Background: A few years ago, at the time of joining my PhD, I submitted a proposal which was eventually approved by the institute and the ethics committee. At the time when I proposed this work, there were barely a couple of papers on the topic and it seemed quite novel. Now, I have submitted my thesis and have just received my reviews from two external reviewers. During this time, as expected, many other people have got into the field. Unfortunately for me, I have not been able to publish my thesis results yet, so I have missed out on cashing in on the head start.
Now, one of my reviewer is questioning the novelty of my work. There are still a few novel aspects to my thesis in the sense of how I have approached the problem, although some of the novelty has been lost simply because there are some recent papers that have shown similar, if not the same, results. The important point is that most of these recent papers are in the past 1-1.5 years.
Typically in the kind of PhD program I am enrolled in, one submits a proposal and then works on them till they submit. Modifications are usually not the norm. Part of the reason why I couldn't finish my thesis before these papers started kicking in is wanting to be much more sure about the results (given that I come from a completely different field with zero background), lack of (enough) data at the right time, learning the ropes of the game, and intermediate lack of funding situation (committed funds not arriving at the right time), etc.

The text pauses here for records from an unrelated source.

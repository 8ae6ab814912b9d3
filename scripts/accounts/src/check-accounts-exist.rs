use anyhow::{bail, Context, Result};
use std::path::Path;
use std::time::Duration;
use token_toolkit::{config::Settings, keys, logging::init_tracing, probe, report, rpc::EndpointPool};

/// Usage: check-accounts-exist <ADDRESS | @FILE>...
#[tokio::main]
async fn main() -> Result<()> {
    let settings = Settings::load(None).context("failed to load configuration")?;
    init_tracing(&settings.logging);

    let mut addresses = Vec::new();
    for arg in std::env::args().skip(1) {
        match arg.strip_prefix('@') {
            Some(path) => addresses.extend(keys::read_address_list(Path::new(path))?),
            None => addresses.push(arg),
        }
    }
    if addresses.is_empty() {
        bail!("usage: check-accounts-exist <ADDRESS | @FILE>...");
    }

    let pool = EndpointPool::from_settings(&settings);
    let delay = Duration::from_millis(settings.scan.request_delay_ms);
    let checks = probe::check_accounts(&pool, &addresses, delay).await;

    for check in &checks {
        let status = if check.exists { "✅ exists" } else { "❌ missing" };
        println!("{} {}", status, check.address);
        if let Some(error) = &check.error {
            println!("   {}", error);
        }
    }

    let summary = probe::summarize(&checks);
    println!("\n📊 {}/{} accounts found ({:.1}%)", summary.found, summary.total, summary.success_rate);

    let path = report::timestamped_path(&settings.token.report_dir, "account_check", "json");
    report::write_json(&path, &checks)?;
    println!("📝 Results saved to {}", path.display());
    Ok(())
}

Question: In programs like the one I am enrolled in, can one justify novelty based on the fact that when the study was initiated, it was quite novel and that it is only in the past 1-1.5 years that people have started publishing? Another way to look at the question would be: are there any good ways to "post-hoc" justify novelty?
A similar situation (without the PhD context) would be that a reviewer recommends rejection of a novel paper after a similar paper got published (while your paper was under review).
Additional note: my advisor agrees that there are still novel aspects to my thesis and they feel that the reviewer is "asking for too much from a PhD thesis"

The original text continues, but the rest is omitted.